++++ GIVEN DATA ++++

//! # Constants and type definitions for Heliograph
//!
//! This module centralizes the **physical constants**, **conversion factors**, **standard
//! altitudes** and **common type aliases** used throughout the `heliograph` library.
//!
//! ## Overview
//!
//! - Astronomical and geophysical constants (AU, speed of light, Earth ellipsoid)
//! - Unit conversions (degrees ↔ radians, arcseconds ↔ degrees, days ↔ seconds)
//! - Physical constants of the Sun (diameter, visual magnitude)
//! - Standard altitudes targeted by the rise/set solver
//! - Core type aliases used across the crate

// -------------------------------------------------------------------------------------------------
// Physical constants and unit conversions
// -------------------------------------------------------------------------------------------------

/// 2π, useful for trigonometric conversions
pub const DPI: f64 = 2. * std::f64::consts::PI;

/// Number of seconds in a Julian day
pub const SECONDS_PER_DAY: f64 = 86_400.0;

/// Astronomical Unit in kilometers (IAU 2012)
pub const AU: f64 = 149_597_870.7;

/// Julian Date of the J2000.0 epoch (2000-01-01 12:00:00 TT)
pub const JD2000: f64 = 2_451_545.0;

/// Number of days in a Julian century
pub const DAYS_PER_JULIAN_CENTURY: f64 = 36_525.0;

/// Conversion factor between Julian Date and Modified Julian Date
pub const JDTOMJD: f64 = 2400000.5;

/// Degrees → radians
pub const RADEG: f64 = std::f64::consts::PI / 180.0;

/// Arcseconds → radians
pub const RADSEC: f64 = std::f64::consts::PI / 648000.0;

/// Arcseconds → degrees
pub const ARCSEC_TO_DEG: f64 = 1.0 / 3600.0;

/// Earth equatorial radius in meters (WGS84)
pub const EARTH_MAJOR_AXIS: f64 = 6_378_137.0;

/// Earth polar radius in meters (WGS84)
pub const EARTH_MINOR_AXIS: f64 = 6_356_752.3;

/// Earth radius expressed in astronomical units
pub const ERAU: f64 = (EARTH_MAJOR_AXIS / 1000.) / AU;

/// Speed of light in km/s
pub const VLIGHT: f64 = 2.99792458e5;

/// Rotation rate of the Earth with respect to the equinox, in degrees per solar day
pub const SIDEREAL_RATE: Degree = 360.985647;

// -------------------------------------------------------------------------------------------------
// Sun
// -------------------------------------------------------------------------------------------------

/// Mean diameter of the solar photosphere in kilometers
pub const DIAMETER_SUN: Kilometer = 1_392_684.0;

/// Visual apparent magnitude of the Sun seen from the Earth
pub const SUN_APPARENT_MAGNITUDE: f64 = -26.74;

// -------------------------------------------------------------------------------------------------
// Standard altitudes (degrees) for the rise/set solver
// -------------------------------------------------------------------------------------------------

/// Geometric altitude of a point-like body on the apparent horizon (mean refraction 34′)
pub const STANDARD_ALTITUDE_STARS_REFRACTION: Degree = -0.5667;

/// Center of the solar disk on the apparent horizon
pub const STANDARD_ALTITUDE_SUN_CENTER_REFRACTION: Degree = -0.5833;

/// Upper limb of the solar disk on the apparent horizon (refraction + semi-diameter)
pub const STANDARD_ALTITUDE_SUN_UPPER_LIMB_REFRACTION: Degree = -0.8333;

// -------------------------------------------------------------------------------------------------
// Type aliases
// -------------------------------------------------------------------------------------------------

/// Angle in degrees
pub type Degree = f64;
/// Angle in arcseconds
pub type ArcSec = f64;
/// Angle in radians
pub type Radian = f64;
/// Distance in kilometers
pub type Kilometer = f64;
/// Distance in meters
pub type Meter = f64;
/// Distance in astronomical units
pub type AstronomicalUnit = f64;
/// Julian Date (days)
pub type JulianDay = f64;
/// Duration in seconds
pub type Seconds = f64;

++++

= DIRECTIONS =
Set down exactly the lines of the data above, beginning with the line that has "equatorial radius in meters (WGS84)" and ending with the line that has "Angle in degrees", and no others.

= WRITTEN RESPONSE =
/// Earth equatorial radius in meters (WGS84)
pub const EARTH_MAJOR_AXIS: f64 = 6_378_137.0;

/// Earth polar radius in meters (WGS84)
pub const EARTH_MINOR_AXIS: f64 = 6_356_752.3;

/// Earth radius expressed in astronomical units
pub const ERAU: f64 = (EARTH_MAJOR_AXIS / 1000.) / AU;

/// Speed of light in km/s
pub const VLIGHT: f64 = 2.99792458e5;

/// Rotation rate of the Earth with respect to the equinox, in degrees per solar day
pub const SIDEREAL_RATE: Degree = 360.985647;

// -------------------------------------------------------------------------------------------------
// Sun
// -------------------------------------------------------------------------------------------------

/// Mean diameter of the solar photosphere in kilometers
pub const DIAMETER_SUN: Kilometer = 1_392_684.0;

/// Visual apparent magnitude of the Sun seen from the Earth
pub const SUN_APPARENT_MAGNITUDE: f64 = -26.74;

// -------------------------------------------------------------------------------------------------
// Standard altitudes (degrees) for the rise/set solver
// -------------------------------------------------------------------------------------------------

/// Geometric altitude of a point-like body on the apparent horizon (mean refraction 34′)
pub const STANDARD_ALTITUDE_STARS_REFRACTION: Degree = -0.5667;

/// Center of the solar disk on the apparent horizon
pub const STANDARD_ALTITUDE_SUN_CENTER_REFRACTION: Degree = -0.5833;

/// Upper limb of the solar disk on the apparent horizon (refraction + semi-diameter)
pub const STANDARD_ALTITUDE_SUN_UPPER_LIMB_REFRACTION: Degree = -0.8333;

// -------------------------------------------------------------------------------------------------
// Type aliases
// -------------------------------------------------------------------------------------------------

/// Angle in degrees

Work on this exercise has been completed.